2° Il n’y avait aucun soutien de l’ALN de la part de la population des Français de Souche Nord- Africaine (FSNA, sigle pour désigner des arabes (minoritaires en Algérie) des berbères (kabyles), des chaouïas, etc.). Les relations entre cette population et les « pieds-noirs »1 étaient, notamment dans les villes, très pacifiques. Le comportement sera différent à partir des accords d’Evian, lorsque les futurs « Algériens » ont compris que la France allait se retirer : il valait mieux suivre les nouveaux maîtres dont on pouvait en effet attendre le pire.
3° N’ayant pas voulu négocier avec les dirigeants de l’ALN, le général de Gaulle a trouvé des « interlocuteurs valables », une petite équipe de dix membres (qui s’appelait GPRA Gouvernement Provisoire de la République Algérienne dont le chef sera Ahmed Ben Bella), faits prisonniers en 1946 au cours d’un survol de l’Algerie et emprisonnés à l’île d’Aix. Six négociateurs algériens vont faire le lien entre le GPRA et le gouvernement français, des échanges permanents vont se multiplier. Les propositions faites par les dix négociateurs français ont été de plus en plus généreuses pour la cause « algérienne ».
4° Le général de Gaulle était pressé d’en finir avec la guerre d’Algérie. Son projet, bien antérieur à 1958, était de faire de la France la puissance mondiale de la « troisième voie » , entre URSS et USA, entre communisme et capitalisme, à la tête des « non alignés », concept né de la conférence de Bandoeng (1955). Le projet avait été présenté par De Gaulle bien avant le 13 mai 1958.

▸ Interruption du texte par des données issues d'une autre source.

//! Continuation flag shared between an engine and its acquisition loop

use std::sync::atomic::{AtomicBool, Ordering};

/// Whether an acquisition loop should keep running.
///
/// Writers mutate it only while holding their engine's state lock and
/// publish with release ordering. The loop polls with acquire loads once per
/// iteration and never takes the lock, so a stop request becomes visible
/// within one capture period.
#[derive(Debug, Default)]
pub struct RecordingFlag(AtomicBool);

impl RecordingFlag {
    pub const fn new() -> Self {
        Self(AtomicBool::new(false))
    }

    pub fn is_set(&self) -> bool {
        self.0.load(Ordering::Acquire)
    }

    pub(crate) fn raise(&self) {
        self.0.store(true, Ordering::Release);
    }

    /// Clear the flag, returning whether it was set.
    pub(crate) fn lower(&self) -> bool {
        self.0.swap(false, Ordering::AcqRel)
    }
}
//! Duration value object

use std::fmt;
use std::str::FromStr;
use std::time::Duration as StdDuration;

use crate::domain::error::DurationParseError;

/// Value object for a recording time limit.
/// Immutable and validated on creation; never zero.
#[derive(Debug, Clone, Copy, PartialEq, Eq, PartialOrd, Ord)]
pub struct Duration {
    milliseconds: u64,
}

impl Duration {
    /// Create a Duration from milliseconds
    pub const fn from_millis(ms: u64) -> Self {
        Self { milliseconds: ms }
    }

    /// Create a Duration from seconds
    pub const fn from_secs(secs: u64) -> Self {
        Self {
            milliseconds: secs * 1000,
        }
    }

    /// Get duration in seconds
    pub const fn as_secs(&self) -> u64 {
        self.milliseconds / 1000
    }

    /// Get duration in milliseconds
    pub const fn as_millis(&self) -> u64 {
        self.milliseconds
    }

    /// Convert to std::time::Duration
    pub const fn as_std(&self) -> StdDuration {
        StdDuration::from_millis(self.milliseconds)
    }
}

impl FromStr for Duration {
    type Err = DurationParseError;

    /// Parse strings like "45s", "5m", "1h", "1h30m", "2m30s".
    /// Units must appear in h, m, s order and each at most once.
    fn from_str(s: &str) -> Result<Self, Self::Err> {
        let invalid = || DurationParseError {
            input: s.to_string(),
        };
        let input = s.trim().to_lowercase();

        let mut total_secs: u64 = 0;
        let mut current_num = String::new();
        // Rank of the last unit seen: h=3, m=2, s=1. Enforces ordering.
        let mut last_rank = u8::MAX;

        for ch in input.chars() {
            if ch.is_ascii_digit() {
                current_num.push(ch);
                continue;
            }

            let (rank, scale) = match ch {
                'h' => (3, 3600),
                'm' => (2, 60),
                's' => (1, 1),
                _ => return Err(invalid()),
            };
            if current_num.is_empty() || rank >= last_rank {
                return Err(invalid());
            }

            let value: u64 = current_num.parse().map_err(|_| invalid())?;
            total_secs = value
                .checked_mul(scale)
                .and_then(|v| total_secs.checked_add(v))
                .ok_or_else(invalid)?;
            current_num.clear();
            last_rank = rank;
        }

        if !current_num.is_empty() || last_rank == u8::MAX || total_secs == 0 {
            return Err(invalid());
        }

        let milliseconds = total_secs.checked_mul(1000).ok_or_else(invalid)?;
        Ok(Self { milliseconds })
    }
}

impl fmt::Display for Duration {
    fn fmt(&self, f: &mut fmt::Formatter<'_>) -> fmt::Result {
        let total_secs = self.as_secs();
        let hours = total_secs / 3600;
        let minutes = (total_secs % 3600) / 60;
        let seconds = total_secs % 60;

        if hours > 0 {
            write!(f, "{}h", hours)?;
        }
        if minutes > 0 {
            write!(f, "{}m", minutes)?;
        }
        if seconds > 0 || total_secs == 0 {
            write!(f, "{}s", seconds)?;
        }
        Ok(())
    }
}
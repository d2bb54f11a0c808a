//! Audio capture adapters

mod cpal_backend;
mod wav_sink;

pub use cpal_backend::CpalBackend;
pub use wav_sink::{HoundWavSink, HoundWavSinkFactory};
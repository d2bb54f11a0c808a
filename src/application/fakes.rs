//! In-memory port implementations for engine and session tests

use std::collections::VecDeque;
use std::path::{Path, PathBuf};
use std::sync::Arc;
use std::thread;
use std::time::Duration;

use parking_lot::Mutex;

use super::ports::{
    AudioBackend, AudioContext, AudioDeviceInfo, AudioInputStream, CaptureIoError, PcmSink,
    PcmSinkFactory, ReleaseError, ScreenGrabber, ScreenSource, StartFailure, VideoSink,
    VideoSinkFactory, VideoSinkSpec,
};
use crate::domain::capture::{
    AudioFormat, BgrFrame, DisplayBounds, MediaKind, RawFrame, VideoFormat,
};

/// Shared record of everything the fakes were asked to do.
#[derive(Debug, Default)]
pub struct CallLog {
    events: Mutex<Vec<&'static str>>,
    samples: Mutex<Vec<i16>>,
    sink_paths: Mutex<Vec<PathBuf>>,
}

impl CallLog {
    pub fn new() -> Arc<Self> {
        Arc::new(Self::default())
    }

    fn record(&self, event: &'static str) {
        self.events.lock().push(event);
    }

    pub fn count(&self, event: &str) -> usize {
        self.events.lock().iter().filter(|e| **e == event).count()
    }

    pub fn events(&self) -> Vec<&'static str> {
        self.events.lock().clone()
    }

    pub fn samples(&self) -> Vec<i16> {
        self.samples.lock().clone()
    }

    pub fn sink_paths(&self) -> Vec<PathBuf> {
        self.sink_paths.lock().clone()
    }
}

/// One scripted result of `read_chunk`
#[derive(Debug, Clone)]
pub enum Read {
    Chunk(Vec<i16>),
    Overflow,
    Timeout,
    Fail,
}

/// Audio backend whose streams replay a script, then yield silence.
pub struct MockAudioBackend {
    pub calls: Arc<CallLog>,
    pub devices: Vec<&'static str>,
    pub script: Arc<Mutex<VecDeque<Read>>>,
    pub fail_context: bool,
    pub fail_open: bool,
    pub fail_release: bool,
}

impl MockAudioBackend {
    pub fn new(calls: Arc<CallLog>) -> Self {
        Self {
            calls,
            devices: vec!["Built-in Microphone", "USB Headset"],
            script: Arc::new(Mutex::new(VecDeque::new())),
            fail_context: false,
            fail_open: false,
            fail_release: false,
        }
    }

    pub fn with_script(self, reads: impl IntoIterator<Item = Read>) -> Self {
        self.script.lock().extend(reads);
        self
    }
}

impl AudioBackend for MockAudioBackend {
    fn input_devices(&self) -> Result<Vec<AudioDeviceInfo>, StartFailure> {
        Ok(self
            .devices
            .iter()
            .enumerate()
            .map(|(index, name)| AudioDeviceInfo {
                index,
                name: name.to_string(),
                is_default: index == 0,
            })
            .collect())
    }

    fn open_context(&self) -> Result<Box<dyn AudioContext>, StartFailure> {
        if self.fail_context {
            return Err(StartFailure::Subsystem {
                kind: MediaKind::Audio,
                message: "no audio server".into(),
            });
        }
        self.calls.record("context.open");
        Ok(Box::new(MockAudioContext {
            calls: Arc::clone(&self.calls),
            devices: self.devices.len(),
            script: Arc::clone(&self.script),
            fail_open: self.fail_open,
            fail_release: self.fail_release,
        }))
    }
}

struct MockAudioContext {
    calls: Arc<CallLog>,
    devices: usize,
    script: Arc<Mutex<VecDeque<Read>>>,
    fail_open: bool,
    fail_release: bool,
}

impl AudioContext for MockAudioContext {
    fn open_input(
        &mut self,
        device_index: usize,
        format: AudioFormat,
    ) -> Result<Box<dyn AudioInputStream>, StartFailure> {
        if device_index >= self.devices {
            return Err(StartFailure::DeviceNotFound(device_index));
        }
        if self.fail_open {
            return Err(StartFailure::DeviceOpen {
                kind: MediaKind::Audio,
                message: "device busy".into(),
            });
        }
        self.calls.record("stream.open");
        Ok(Box::new(MockInputStream {
            calls: Arc::clone(&self.calls),
            script: Arc::clone(&self.script),
            chunk_samples: format.chunk_samples(),
            fail_release: self.fail_release,
        }))
    }

    fn terminate(self: Box<Self>) -> Result<(), ReleaseError> {
        self.calls.record("context.terminate");
        if self.fail_release {
            return Err(ReleaseError::new("audio context", "terminate failed"));
        }
        Ok(())
    }
}

struct MockInputStream {
    calls: Arc<CallLog>,
    script: Arc<Mutex<VecDeque<Read>>>,
    chunk_samples: usize,
    fail_release: bool,
}

impl AudioInputStream for MockInputStream {
    fn read_chunk(&mut self) -> Result<Vec<i16>, CaptureIoError> {
        thread::sleep(Duration::from_millis(1));
        self.calls.record("stream.read");
        let next = self.script.lock().pop_front();
        match next {
            None => Ok(vec![0; self.chunk_samples]),
            Some(Read::Chunk(samples)) => Ok(samples),
            Some(Read::Overflow) => Err(CaptureIoError::Overflow { dropped_frames: 1024 }),
            Some(Read::Timeout) => Err(CaptureIoError::Timeout),
            Some(Read::Fail) => Err(CaptureIoError::Device("unplugged".into())),
        }
    }

    fn stop(&mut self) -> Result<(), ReleaseError> {
        self.calls.record("stream.stop");
        if self.fail_release {
            return Err(ReleaseError::new("audio stream", "stop failed"));
        }
        Ok(())
    }

    fn close(self: Box<Self>) -> Result<(), ReleaseError> {
        self.calls.record("stream.close");
        Ok(())
    }
}

/// PCM sink factory recording written samples into the calls.
pub struct MockPcmSinkFactory {
    pub calls: Arc<CallLog>,
    pub fail_create: bool,
}

impl MockPcmSinkFactory {
    pub fn new(calls: Arc<CallLog>) -> Self {
        Self {
            calls,
            fail_create: false,
        }
    }
}

impl PcmSinkFactory for MockPcmSinkFactory {
    fn create(&self, path: &Path, _format: AudioFormat) -> Result<Box<dyn PcmSink>, StartFailure> {
        if self.fail_create {
            return Err(StartFailure::SinkOpen {
                kind: MediaKind::Audio,
                path: path.to_path_buf(),
                message: "read-only file system".into(),
            });
        }
        self.calls.record("pcm.create");
        self.calls.sink_paths.lock().push(path.to_path_buf());
        Ok(Box::new(MockPcmSink {
            calls: Arc::clone(&self.calls),
        }))
    }
}

struct MockPcmSink {
    calls: Arc<CallLog>,
}

impl PcmSink for MockPcmSink {
    fn write_chunks(&mut self, chunks: &[Vec<i16>]) -> Result<(), CaptureIoError> {
        self.calls.record("pcm.write");
        let mut samples = self.calls.samples.lock();
        for chunk in chunks {
            samples.extend_from_slice(chunk);
        }
        Ok(())
    }

    fn close(self: Box<Self>) -> Result<(), ReleaseError> {
        self.calls.record("pcm.close");
        Ok(())
    }
}

/// Screen of fixed size producing solid-colour frames.
pub struct MockScreen {
    pub calls: Arc<CallLog>,
    pub bounds: DisplayBounds,
    /// Size of grabbed frames, when it should differ from `bounds`
    pub grab_size: Option<(u32, u32)>,
    pub fail_display: bool,
    pub fail_grabber: bool,
    /// Fail the n-th grab (1-based)
    pub fail_grab_at: Option<usize>,
}

impl MockScreen {
    pub fn new(calls: Arc<CallLog>) -> Self {
        Self {
            calls,
            bounds: DisplayBounds::at_origin(8, 6),
            grab_size: None,
            fail_display: false,
            fail_grabber: false,
            fail_grab_at: None,
        }
    }
}

impl ScreenSource for MockScreen {
    fn primary_display(&self) -> Result<DisplayBounds, StartFailure> {
        if self.fail_display {
            return Err(StartFailure::DisplayQuery("no display".into()));
        }
        Ok(self.bounds)
    }

    fn open_grabber(
        &self,
        region: DisplayBounds,
        _format: VideoFormat,
    ) -> Result<Box<dyn ScreenGrabber>, StartFailure> {
        if self.fail_grabber {
            return Err(StartFailure::DeviceOpen {
                kind: MediaKind::Video,
                message: "cannot open display".into(),
            });
        }
        self.calls.record("grabber.open");
        Ok(Box::new(MockGrabber {
            calls: Arc::clone(&self.calls),
            size: self.grab_size.unwrap_or(region.size()),
            grabs: 0,
            fail_at: self.fail_grab_at,
        }))
    }
}

struct MockGrabber {
    calls: Arc<CallLog>,
    size: (u32, u32),
    grabs: usize,
    fail_at: Option<usize>,
}

impl ScreenGrabber for MockGrabber {
    fn grab(&mut self) -> Result<RawFrame, CaptureIoError> {
        thread::sleep(Duration::from_millis(1));
        self.calls.record("grabber.grab");
        self.grabs += 1;
        if self.fail_at == Some(self.grabs) {
            return Err(CaptureIoError::Disconnected);
        }
        let (width, height) = self.size;
        let pixel = [10u8, 20, 30, 255];
        let data = pixel.repeat((width * height) as usize);
        Ok(RawFrame::new(width, height, data)?)
    }

    fn close(self: Box<Self>) -> Result<(), ReleaseError> {
        self.calls.record("grabber.close");
        Ok(())
    }
}

/// Video sink factory counting encoded frames.
pub struct MockVideoSinkFactory {
    pub calls: Arc<CallLog>,
    pub fail_create: bool,
}

impl MockVideoSinkFactory {
    pub fn new(calls: Arc<CallLog>) -> Self {
        Self {
            calls,
            fail_create: false,
        }
    }
}

impl VideoSinkFactory for MockVideoSinkFactory {
    fn create(&self, path: &Path, spec: VideoSinkSpec) -> Result<Box<dyn VideoSink>, StartFailure> {
        if self.fail_create {
            return Err(StartFailure::SinkOpen {
                kind: MediaKind::Video,
                path: path.to_path_buf(),
                message: "encoder missing".into(),
            });
        }
        self.calls.record("video.create");
        self.calls.sink_paths.lock().push(path.to_path_buf());
        Ok(Box::new(MockVideoSink {
            calls: Arc::clone(&self.calls),
            size: (spec.width, spec.height),
        }))
    }
}

struct MockVideoSink {
    calls: Arc<CallLog>,
    size: (u32, u32),
}

impl VideoSink for MockVideoSink {
    fn frame_size(&self) -> (u32, u32) {
        self.size
    }

    fn write_frame(&mut self, frame: &BgrFrame) -> Result<(), CaptureIoError> {
        if frame.size() != self.size {
            return Err(CaptureIoError::Write(format!(
                "frame is {:?}, sink expects {:?}",
                frame.size(),
                self.size
            )));
        }
        self.calls.record("video.frame");
        Ok(())
    }

    fn release(self: Box<Self>) -> Result<(), ReleaseError> {
        self.calls.record("video.release");
        Ok(())
    }
}

/// Poll `cond` for up to one second.
pub fn wait_until(cond: impl Fn() -> bool) -> bool {
    for _ in 0..200 {
        if cond() {
            return true;
        }
        thread::sleep(Duration::from_millis(5));
    }
    cond()
}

5° Une première rédaction des accords stipulait que France et Algérie continueraient dans la voie d’un partenariat utile aux deux pays. Il est prévu en particulier que France et Algérie exploitent en commun les ressources du Sahara. il est créé un organisme à cet effet : l’OCRS Organisation Commune des Régions Sahariennes. Donc les ressources énergétiques et touristiques du Sahara resteraient à la disposition de la France, qui pourrait aussi poursuivre ses expériences atomiques dans le sud du Sahara.
6° Ayant compris la hâte de De gaulle pour en finir, d’autant que les chefs militaires opérant en Algérie avaient fait comprendre dès décembre 1960 leur hostilité à toute négociation avec les fellaghas, Ben Bella crée la surprise en demandant que soient exclues des accords les dispositions de l’OCRS : le Sahara c’est l’Algérie, dit-il. De Gaulle cède.
7° En revanche le sort des généraux sera de croupir en prison jusqu’en mai 1968. Challe et Zeller s’étaient rendus dès l’echec du putsch, Salan et Jouhaux ont été arrêtés en Algèrie. Le putsch est un échec parce que De Gaulle avait pris le soin de remplacer totalement les hauts gradés de l’armée présents en Algérie. Suit une période difficile pour les partisans de l’Algérie Française. Côté civil, un effort de coordination est tenté par Pierre Lagaillarde, ancien député d’Alger et l’un des chefs des « barricades » du 24 janvier 1960. Recherché mais évadé à Madrid, il crée l’OAS (Organisation Armée Secrète). En revanche les généraux seront arrêtés en métropole et demeureront dans les geôles françaises jusqu’en mai 1968 (De Gaulle ayant besoin du général Massu, commandant les troupes françaises en Allemagne pour en finir avec les pavés du quartier Saint Germain et la victoire des socialo-communistes (Mitterrand se voit président).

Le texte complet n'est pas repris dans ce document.